Range <re.Match object; span=(0, 1), match='G'>


- \A Matches if the string begins with the given character
- \b Matches if the word begins or ends with the given character.
- \B It is the opposite of the \b i.e. the string should not start or end with the given regex.
- \d Matches any decimal digit, this is equivalent to the set class [0-9]
- \D Matches any non-digit character, this is equivalent to the set class [^0-9]
- \s Matches any whitespace character.
- \S Matches any non-whitespace character.
- \w Matches any alphanumeric character.
- \W Matches any non-alphanumeric character.
- \Z Matches if the string ends with the given regex

In [33]:
text = "Hello, world!"
pattern = r'\AHello'

match = re.match(pattern, text)
print(bool(match))

True


In [34]:
text = "Hello, world! Hello again."
pattern = r'\bHello\b'

matches = re.findall(pattern, text)
print(matches)

['Hello', 'Hello']


In [35]:
text = "Hello, world!Shell"
pattern = r'\Bhell\B'

matches = re.findall(pattern, text, re.IGNORECASE)
print(matches)

[]


In [36]:
text = "There are 123 apples."
pattern = r'\d'

matches = re.findall(pattern, text)
print(matches)

['1', '2', '3']


In [37]:
text = "There are 123 apples."
pattern = r'\D'

matches = re.findall(pattern, text)
print(matches)

['T', 'h', 'e', 'r', 'e', ' ', 'a', 'r', 'e', ' ', ' ', 'a', 'p', 'p', 'l', 'e', 's', '.']


In [38]:
text = "Hello, world!"
pattern = r'\s'

matches = re.findall(pattern, text)
print(matches)

[' ']


In [39]:
text = "Hello, world!"
pattern = r'\S'

matches = re.findall(pattern, text)
print(matches)

['H', 'e', 'l', 'l', 'o', ',', 'w', 'o', 'r', 'l', 'd', '!']


In [40]:
text = "Hello, world!"
pattern = r'\w'

matches = re.findall(pattern, text)
print(matches)

['H', 'e', 'l', 'l', 'o', 'w', 'o', 'r', 'l', 'd']


In [41]:
text = "Hello, world!"
pattern = r'\W'

matches = re.findall(pattern, text)
print(matches)

[',', ' ', '!']


In [22]:
print('Geeks:', re.search(r'\bGeeks\b', 'Geeks')) 
print('GeeksforGeeks:', re.search(r'\BGeeks\b', 'GeeksforGeeks')) 

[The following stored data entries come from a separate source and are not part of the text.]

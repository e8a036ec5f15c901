use thiserror::Error;

use crate::config::ConfigError;

/// Failures of calls against the RAG backend.
///
/// A chat turn only distinguishes session bootstrap failures from everything
/// else; transport and decode failures on either call count as chat request
/// failures.
#[derive(Error, Debug)]
pub enum ClientError {
    #[error("Could not create session: {status}")]
    SessionCreation { status: u16 },
    #[error("Could not create session: backend returned an empty session id")]
    EmptySessionId,
    #[error("{status} {body}")]
    ChatRequest { status: u16, body: String },
    #[error("{endpoint} failed with status {status}: {body}")]
    Request {
        endpoint: &'static str,
        status: u16,
        body: String,
    },
    #[error("{0}")]
    Transport(#[from] reqwest::Error),
    #[error("Invalid API base '{base}': {reason}")]
    InvalidApiBase { base: String, reason: String },
    #[error("No active session")]
    NoSession,
    #[error("Failed to persist client state: {0}")]
    Persist(#[from] ConfigError),
}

Geeks: <re.Match object; span=(0, 5), match='Geeks'>
GeeksforGeeks: <re.Match object; span=(8, 13), match='Geeks'>


In [23]:
# Beginning of String 
match = re.search(r'^month', 'Campus Geek of the month') 
print('Beg. of String:', match) 

match = re.search(r'^Geek', 'Geek of the month') 
print('Beg. of String:', match) 

# End of String 
match = re.search(r'Geeks$', 'Compute science portal-GeeksforGeeks') 
print('End of String:', match) 


Beg. of String: None
Beg. of String: <re.Match object; span=(0, 4), match='Geek'>
End of String: <re.Match object; span=(31, 36), match='Geeks'>


In [24]:
print('Any Character', re.search(r'p.th.n', 'python 3'))

Any Character <re.Match object; span=(0, 6), match='python'>


In [27]:
match = re.search(r'(?P<dd>[\d]{2})-(?P<mm>[\d]{2})-(?P<yyyy>[\d]{4})', '26-08-2020') 
print(match.group('mm')) 
print(match.groupdict()) 

08
{'dd': '26', 'mm': '08', 'yyyy': '2020'}


In [28]:
print(re.search(r'[\d]{3,}','5th Floor, A-118,\ Sector-136, Noida, Uttar Pradesh - 201305'))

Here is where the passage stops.